A. and N. recently commented that one of my recipes was tongue-numbingly spicy! I hadn’t taken into account my tolerance for chilies, and had assumed giving a range, between say 1-2 chilies in a recipe, would be a sufficient warning. The fiery heat in a spicy dish comes from both the number of chilies added and the type of chili used.

Chilies are available most commonly in red and green colors – the red chili is spicier than green, while the darker green varieties are hotter than the paler ones. The Scoville scale, which measures for the pungency in both chilies and other spicy food, can only serve as a guideline. For example, Carolina Reaper is now the hottest chili pepper available pushing bhut or ghost pepper down the scale; bhut when I was growing up was the hottest chili known and those who ate it were looked on with hushed admiration. Serrano, which I use, is three-quarters way down the chart, but obviously is still too hot for A. and N.
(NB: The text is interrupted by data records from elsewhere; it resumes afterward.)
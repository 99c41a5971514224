use serde::{Deserialize, Serialize};

/// 考试模式
#[derive(Debug, Clone, Copy, PartialEq, Eq, Hash, Serialize, Deserialize)]
#[serde(rename_all = "kebab-case")]
pub enum TestMode {
    /// 单主题练习
    TopicWise,
    /// 整科模拟卷
    Mock,
}

impl TestMode {
    /// 出题接口中的 `test_type` 取值
    pub fn as_str(self) -> &'static str {
        match self {
            TestMode::TopicWise => "topic-wise",
            TestMode::Mock => "mock",
        }
    }
}

impl std::fmt::Display for TestMode {
    fn fmt(&self, f: &mut std::fmt::Formatter<'_>) -> std::fmt::Result {
        write!(f, "{}", self.as_str())
    }
}

/// 一次考试的配置
#[derive(Debug, Clone, PartialEq, Eq, Serialize, Deserialize)]
pub struct TestRequest {
    pub mode: TestMode,
    pub subject: String,
    pub unit: Option<String>,
    pub topic: Option<String>,
    pub num_questions: u32,
    pub duration_minutes: u32,
}

impl TestRequest {
    pub fn validate(&self) -> Result<(), String> {
        if self.num_questions == 0 {
            return Err("题目数量必须为正数".to_string());
        }
        if self.duration_minutes == 0 {
            return Err("考试时长必须为正数".to_string());
        }
        if self.subject.trim().is_empty() {
            return Err("未选择科目".to_string());
        }
        if self.mode == TestMode::TopicWise && self.topic.is_none() {
            return Err("单主题练习必须选择主题".to_string());
        }
        Ok(())
    }

    pub fn duration_secs(&self) -> u64 {
        u64::from(self.duration_minutes) * 60
    }
}
use crate::error::{AppResult, ConfigError};
use serde::Deserialize;
use std::path::Path;

/// 程序配置文件
#[derive(Clone, Debug, Deserialize)]
#[serde(default)]
pub struct Config {
    /// 出题服务地址
    pub api_base_url: String,
    /// 单次请求超时（秒）
    pub request_timeout_secs: u64,
    /// 每道题（或每个主题）预估的生成耗时（秒）
    pub estimated_seconds_per_item: u64,
    /// 主题列表每页数量
    pub topics_per_page: usize,
    /// 首次作答后自动跳题的延迟（毫秒）
    pub auto_advance_delay_ms: u64,
    /// 单主题生成时进度条刷新间隔（毫秒）
    pub topic_progress_tick_ms: u64,
    /// 模拟卷生成时进度条刷新间隔（毫秒）
    pub mock_progress_tick_ms: u64,
    /// 提示服务失败时的兜底回复
    pub chat_fallback_reply: String,
    /// 是否显示详细日志
    pub verbose_logging: bool,
}

impl Default for Config {
    fn default() -> Self {
        Self {
            api_base_url: "http://127.0.0.1:8080".to_string(),
            request_timeout_secs: 300,
            estimated_seconds_per_item: 4,
            topics_per_page: 8,
            auto_advance_delay_ms: 300,
            topic_progress_tick_ms: 100,
            mock_progress_tick_ms: 200,
            chat_fallback_reply: "Error getting hint.".to_string(),
            verbose_logging: false,
        }
    }
}

impl Config {
    /// 默认值 ← 配置文件（QUIZ_CONFIG，缺省为 quiz.toml）← 环境变量
    pub fn load() -> AppResult<Self> {
        let path = std::env::var("QUIZ_CONFIG").unwrap_or_else(|_| "quiz.toml".to_string());
        let base = if Path::new(&path).exists() {
            Self::from_toml_file(&path)?
        } else {
            Self::default()
        };
        base.with_env_overrides()
    }

    pub fn from_env() -> AppResult<Self> {
        Self::default().with_env_overrides()
    }

    /// 从 TOML 文件读取配置，缺失字段使用默认值
    pub fn from_toml_file(path: &str) -> AppResult<Self> {
        let content = std::fs::read_to_string(path).map_err(|source| ConfigError::FileReadFailed {
            path: path.to_string(),
            source,
        })?;
        Self::from_toml_str(&content).map_err(|e| match e {
            crate::AppError::Config(ConfigError::TomlParseFailed { source, .. }) => {
                ConfigError::TomlParseFailed {
                    path: path.to_string(),
                    source,
                }
                .into()
            }
            other => other,
        })
    }

    pub fn from_toml_str(content: &str) -> AppResult<Self> {
        Ok(toml::from_str(content)?)
    }

    fn with_env_overrides(self) -> AppResult<Self> {
        self.with_overrides(|name| std::env::var(name).ok())
    }

    /// 依次覆盖各字段；变量已设置但无法解析时报错
    fn with_overrides<F>(self, lookup: F) -> AppResult<Self>
    where
        F: Fn(&str) -> Option<String>,
    {
        let default = self;
        let topics_per_page = parse_var(&lookup, "QUIZ_TOPICS_PER_PAGE", "usize")?
            .unwrap_or(default.topics_per_page);
        if topics_per_page == 0 {
            return Err(ConfigError::EnvVarParseFailed {
                var_name: "QUIZ_TOPICS_PER_PAGE".to_string(),
                value: "0".to_string(),
                expected_type: "正整数".to_string(),
            }
            .into());
        }

        Ok(Self {
            api_base_url: lookup("QUIZ_API_BASE_URL").unwrap_or(default.api_base_url),
            request_timeout_secs: parse_var(&lookup, "QUIZ_REQUEST_TIMEOUT_SECS", "u64")?
                .unwrap_or(default.request_timeout_secs),
            estimated_seconds_per_item: parse_var(&lookup, "QUIZ_SECONDS_PER_ITEM", "u64")?
                .unwrap_or(default.estimated_seconds_per_item),
            topics_per_page,
            auto_advance_delay_ms: parse_var(&lookup, "QUIZ_AUTO_ADVANCE_MS", "u64")?
                .unwrap_or(default.auto_advance_delay_ms),
            topic_progress_tick_ms: parse_var(&lookup, "QUIZ_TOPIC_PROGRESS_TICK_MS", "u64")?
                .unwrap_or(default.topic_progress_tick_ms),
            mock_progress_tick_ms: parse_var(&lookup, "QUIZ_MOCK_PROGRESS_TICK_MS", "u64")?
                .unwrap_or(default.mock_progress_tick_ms),
            chat_fallback_reply: lookup("QUIZ_CHAT_FALLBACK")
                .unwrap_or(default.chat_fallback_reply),
            verbose_logging: parse_var(&lookup, "VERBOSE_LOGGING", "bool")?
                .unwrap_or(default.verbose_logging),
        })
    }
}

/// 读取并解析一个变量；未设置返回 `None`
fn parse_var<F, T>(lookup: &F, var_name: &str, expected_type: &str) -> AppResult<Option<T>>
where
    F: Fn(&str) -> Option<String>,
    T: std::str::FromStr,
{
    match lookup(var_name) {
        None => Ok(None),
        Some(value) => match value.trim().parse() {
            Ok(parsed) => Ok(Some(parsed)),
            Err(_) => Err(ConfigError::EnvVarParseFailed {
                var_name: var_name.to_string(),
                value,
                expected_type: expected_type.to_string(),
            }
            .into()),
        },
    }
}
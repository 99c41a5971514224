/// 格式化为 `MM:SS`
///
/// 不输出小时，超过 60 分钟时分钟数直接累加（如 `75:03`）
#[must_use]
pub fn format_mm_ss(total_seconds: u64) -> String {
    format!("{:02}:{:02}", total_seconds / 60, total_seconds % 60)
}
//! 科目目录：科目 → 单元 → 主题
//!
//! 服务端返回 JSON 对象，键的顺序即展示顺序（"第一个单元"依赖该顺序），
//! 因此这里按文档顺序逐项读取，而不是落到无序的 HashMap 里。

use serde::de::{Deserializer, MapAccess, Visitor};
use serde::Deserialize;
use std::fmt;
use std::marker::PhantomData;

/// 整个目录
#[derive(Debug, Clone, Default, PartialEq, Eq)]
pub struct Catalog {
    pub subjects: Vec<SubjectEntry>,
}

/// 单个科目
#[derive(Debug, Clone, PartialEq, Eq)]
pub struct SubjectEntry {
    pub name: String,
    pub units: Vec<UnitEntry>,
}

/// 单个单元及其主题
#[derive(Debug, Clone, PartialEq, Eq)]
pub struct UnitEntry {
    pub name: String,
    pub topics: Vec<String>,
}

impl Catalog {
    pub fn subject(&self, name: &str) -> Option<&SubjectEntry> {
        self.subjects.iter().find(|s| s.name == name)
    }

    /// 科目的第一个单元
    pub fn first_unit(&self, subject: &str) -> Option<&UnitEntry> {
        self.subject(subject).and_then(|s| s.units.first())
    }

    pub fn unit(&self, subject: &str, unit: &str) -> Option<&UnitEntry> {
        self.subject(subject)
            .and_then(|s| s.units.iter().find(|u| u.name == unit))
    }

    pub fn subject_names(&self) -> impl Iterator<Item = &str> {
        self.subjects.iter().map(|s| s.name.as_str())
    }
}

/// 主题名中的下划线显示为空格
pub fn display_name(raw: &str) -> String {
    raw.replace('_', " ")
}

impl<'de> Deserialize<'de> for Catalog {
    fn deserialize<D>(deserializer: D) -> Result<Self, D::Error>
    where
        D: Deserializer<'de>,
    {
        let subjects = deserializer.deserialize_map(OrderedMapVisitor::<OrderedUnits>::new())?;
        Ok(Catalog {
            subjects: subjects
                .into_iter()
                .map(|(name, units)| SubjectEntry {
                    name,
                    units: units
                        .0
                        .into_iter()
                        .map(|(name, topics)| UnitEntry { name, topics })
                        .collect(),
                })
                .collect(),
        })
    }
}

struct OrderedUnits(Vec<(String, Vec<String>)>);

impl<'de> Deserialize<'de> for OrderedUnits {
    fn deserialize<D>(deserializer: D) -> Result<Self, D::Error>
    where
        D: Deserializer<'de>,
    {
        deserializer
            .deserialize_map(OrderedMapVisitor::<Vec<String>>::new())
            .map(OrderedUnits)
    }
}

/// 按文档顺序收集 JSON 对象的键值对
struct OrderedMapVisitor<V> {
    marker: PhantomData<V>,
}

impl<V> OrderedMapVisitor<V> {
    fn new() -> Self {
        Self {
            marker: PhantomData,
        }
    }
}

impl<'de, V> Visitor<'de> for OrderedMapVisitor<V>
where
    V: Deserialize<'de>,
{
    type Value = Vec<(String, V)>;

    fn expecting(&self, formatter: &mut fmt::Formatter) -> fmt::Result {
        formatter.write_str("a JSON object")
    }

    fn visit_map<A>(self, mut access: A) -> Result<Self::Value, A::Error>
    where
        A: MapAccess<'de>,
    {
        let mut entries = Vec::with_capacity(access.size_hint().unwrap_or(0));
        while let Some((key, value)) = access.next_entry::<String, V>()? {
            entries.push((key, value));
        }
        Ok(entries)
    }
}
pub mod quiz_client;

pub use quiz_client::{ChatSupportBody, GenerateTestBody, QuizApi, QuizClient};
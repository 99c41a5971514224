//! 评分服务 - 业务能力层
//!
//! 只负责"对比答案并给出成绩"，不关心会话状态机

use crate::models::Question;
use crate::utils::format_mm_ss;
use chrono::{DateTime, Local};
use std::time::Duration;

/// 成绩单
#[derive(Debug, Clone, PartialEq)]
pub struct ScoreReport {
    pub score: usize,
    pub total: usize,
    /// 已四舍五入到两位小数
    pub percentage: f64,
    pub time_taken_secs: u64,
    pub submitted_at: DateTime<Local>,
}

impl ScoreReport {
    /// 两位小数的百分比文本，如 `"50.00"`
    pub fn percentage_label(&self) -> String {
        format!("{:.2}", self.percentage)
    }

    /// `MM:SS`
    pub fn time_taken_label(&self) -> String {
        format_mm_ss(self.time_taken_secs)
    }

    pub fn summary_lines(&self) -> Vec<String> {
        vec![
            format!("You scored {} out of {}.", self.score, self.total),
            format!("Percentage: {}%", self.percentage_label()),
            format!("Time Taken: {}", self.time_taken_label()),
        ]
    }
}

/// 评分
///
/// # 参数
/// - `questions`: 题目列表
/// - `answers`: 与题目一一对应的作答（未作答为 `None`）
/// - `elapsed`: 从开始到提交的时长，向下取整到秒
/// - `submitted_at`: 提交时刻（仅用于展示）
pub fn grade(
    questions: &[Question],
    answers: &[Option<usize>],
    elapsed: Duration,
    submitted_at: DateTime<Local>,
) -> ScoreReport {
    let score = questions
        .iter()
        .zip(answers)
        .filter(|(q, a)| q.is_correct(**a))
        .count();
    let total = questions.len();
    let percentage = if total == 0 {
        0.0
    } else {
        round2(score as f64 / total as f64 * 100.0)
    };

    ScoreReport {
        score,
        total,
        percentage,
        time_taken_secs: elapsed.as_secs(),
        submitted_at,
    }
}

fn round2(value: f64) -> f64 {
    (value * 100.0).round() / 100.0
}
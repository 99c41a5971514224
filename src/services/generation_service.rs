//! 出题编排服务 - 业务能力层
//!
//! 只负责"把一个 TestRequest 变成题目列表"，不关心会话和界面
//!
//! ## 两种请求形态
//! - 单主题：一次请求，失败即整体失败
//! - 模拟卷：按主题逐个顺序请求，单个主题失败只记录并跳过，
//!   最后打乱并截取到请求的数量

use crate::clients::{GenerateTestBody, QuizApi};
use crate::config::Config;
use crate::error::{AppError, AppResult, GenerationError};
use crate::infrastructure::{estimate_total_secs, LoadingStatus, ProgressEstimator};
use crate::models::{display_name, Catalog, Question, TestMode, TestRequest};
use crate::utils::logging::{log_generation_complete, log_generation_start};
use rand::seq::SliceRandom;
use rand::Rng;
use std::sync::Arc;
use std::time::Duration;
use tokio::sync::watch;
use tracing::{error, info, warn};

/// 生成结果
#[derive(Debug, Clone)]
pub struct GenerationOutcome {
    /// 考试标题
    pub title: String,
    pub questions: Vec<Question>,
    /// 请求的题目数量
    pub requested: usize,
    /// 模拟卷中失败被跳过的主题
    pub skipped_topics: Vec<String>,
}

/// 模拟卷中每个主题请求的题目数：`max(1, ceil(total / topics))`
pub fn questions_per_topic(total: usize, topic_count: usize) -> usize {
    if topic_count == 0 {
        return total.max(1);
    }
    total.div_ceil(topic_count).max(1)
}

/// 无偏打乱后截取前 `total` 道
pub fn sample_questions<R: Rng + ?Sized>(
    mut pool: Vec<Question>,
    total: usize,
    rng: &mut R,
) -> Vec<Question> {
    pool.shuffle(rng);
    pool.truncate(total);
    pool
}

/// 出题编排服务
pub struct GenerationService<A: QuizApi + ?Sized> {
    api: Arc<A>,
    seconds_per_item: u64,
    topic_tick: Duration,
    mock_tick: Duration,
    loading: Arc<watch::Sender<LoadingStatus>>,
}

impl<A: QuizApi + ?Sized> GenerationService<A> {
    /// 创建新的出题服务
    pub fn new(api: Arc<A>, config: &Config) -> Self {
        let (loading, _) = watch::channel(LoadingStatus::default());
        Self {
            api,
            seconds_per_item: config.estimated_seconds_per_item,
            topic_tick: Duration::from_millis(config.topic_progress_tick_ms),
            mock_tick: Duration::from_millis(config.mock_progress_tick_ms),
            loading: Arc::new(loading),
        }
    }

    /// 订阅加载状态（进度条 + 预计剩余时间）
    pub fn subscribe_loading(&self) -> watch::Receiver<LoadingStatus> {
        self.loading.subscribe()
    }

    pub fn loading_status(&self) -> LoadingStatus {
        self.loading.borrow().clone()
    }

    /// 根据请求生成题目
    ///
    /// 返回时网络结果已确定、进度已处理完毕、所有模拟进度调度均已取消
    pub async fn generate(
        &self,
        request: &TestRequest,
        catalog: Option<&Catalog>,
    ) -> AppResult<GenerationOutcome> {
        request.validate().map_err(AppError::invalid_request)?;

        match request.mode {
            TestMode::TopicWise => self.generate_topic_wise(request).await,
            TestMode::Mock => {
                let catalog = catalog.ok_or_else(|| GenerationError::UnknownSubject {
                    subject: request.subject.clone(),
                })?;
                self.assemble_mock(request, catalog).await
            }
        }
    }

    async fn generate_topic_wise(&self, request: &TestRequest) -> AppResult<GenerationOutcome> {
        let topic = request.topic.clone().unwrap_or_default();
        let requested = request.num_questions as usize;
        let estimated = estimate_total_secs(requested, self.seconds_per_item);
        let caption = format!(
            "Generating {} questions for \"{}\"...",
            requested,
            display_name(&topic)
        );
        log_generation_start(&caption, estimated);

        let mut estimator =
            ProgressEstimator::start(self.loading.clone(), caption, estimated, self.topic_tick);

        let body = GenerateTestBody {
            subject: request.subject.clone(),
            unit: request.unit.clone(),
            topic: Some(topic.clone()),
            num_questions: request.num_questions,
            test_type: TestMode::TopicWise,
        };

        match self.api.generate_test(&body).await {
            Ok(questions) => {
                estimator.finish();
                let questions = keep_valid(questions, &topic);
                log_generation_complete(questions.len(), requested, 0);
                Ok(GenerationOutcome {
                    title: format!("{} Test", display_name(&topic)),
                    questions,
                    requested,
                    skipped_topics: Vec::new(),
                })
            }
            Err(e) => {
                estimator.cancel();
                error!("❌ 单主题出题失败 ({}): {}", topic, e);
                Err(GenerationError::TopicRequestFailed(e).into())
            }
        }
    }

    async fn assemble_mock(
        &self,
        request: &TestRequest,
        catalog: &Catalog,
    ) -> AppResult<GenerationOutcome> {
        let subject = &request.subject;
        let entry = catalog
            .subject(subject)
            .ok_or_else(|| GenerationError::UnknownSubject {
                subject: subject.clone(),
            })?;
        let unit = entry
            .units
            .first()
            .filter(|u| !u.topics.is_empty())
            .ok_or_else(|| GenerationError::NoTopics {
                subject: subject.clone(),
            })?;

        let requested = request.num_questions as usize;
        let per_topic = questions_per_topic(requested, unit.topics.len());
        let estimated = estimate_total_secs(unit.topics.len(), self.seconds_per_item);
        let caption = "Building Mock Test...".to_string();
        log_generation_start(&caption, estimated);
        info!(
            "📋 {} 个主题，每个主题请求 {} 道题",
            unit.topics.len(),
            per_topic
        );

        let mut estimator =
            ProgressEstimator::start(self.loading.clone(), caption, estimated, self.mock_tick);

        let mut pool = Vec::new();
        let mut skipped_topics = Vec::new();

        // 逐个主题顺序请求
        for (idx, topic) in unit.topics.iter().enumerate() {
            let body = GenerateTestBody {
                subject: subject.clone(),
                unit: Some(unit.name.clone()),
                topic: Some(topic.clone()),
                num_questions: per_topic as u32,
                test_type: TestMode::Mock,
            };

            match self.api.generate_test(&body).await {
                Ok(questions) => {
                    let questions = keep_valid(questions, topic);
                    info!(
                        "[主题 {}/{}] ✓ {} 返回 {} 道题",
                        idx + 1,
                        unit.topics.len(),
                        topic,
                        questions.len()
                    );
                    pool.extend(questions);
                }
                Err(e) => {
                    warn!(
                        "[主题 {}/{}] ⚠️ {} 生成失败，跳过: {}",
                        idx + 1,
                        unit.topics.len(),
                        topic,
                        e
                    );
                    skipped_topics.push(topic.clone());
                }
            }
        }

        estimator.finish();

        let questions = sample_questions(pool, requested, &mut rand::rng());
        log_generation_complete(questions.len(), requested, skipped_topics.len());

        if questions.is_empty() {
            return Err(GenerationError::EmptyMock {
                subject: subject.clone(),
            }
            .into());
        }

        Ok(GenerationOutcome {
            title: format!("{} Mock Test", subject),
            questions,
            requested,
            skipped_topics,
        })
    }
}

/// 丢弃结构不合法的题目
fn keep_valid(questions: Vec<Question>, topic: &str) -> Vec<Question> {
    questions
        .into_iter()
        .filter(|q| match q.validate() {
            Ok(()) => true,
            Err(reason) => {
                warn!("⚠️ 丢弃不合法的题目 ({}): {} | {}", topic, reason, q);
                false
            }
        })
        .collect()
}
Heat receptors on our tongue feel the chili burn, and people with more heat receptors are more sensitive. A compound found in a chili called capsaicin is responsible for the burn or chili heat. As you build up a tolerance to spicy food (by eating more because you enjoy the kick), these receptors become less responsive. Why bother suffering to build up a tolerance? Chilies have anti-oxidant properties and provide vitamin C – roughly six oranges’ worth in one chili. The other advantage of eating spicy hot food (especially prevalent during these summer months!) is that the chilies cool you down more effectively. Chili heat increases blood circulation and metabolism, which increases perspiration – releasing heat and cooling down the body naturally.

Following some basic precautions, spicing up food with chilies is adding yet another flavor enhancer to a meal.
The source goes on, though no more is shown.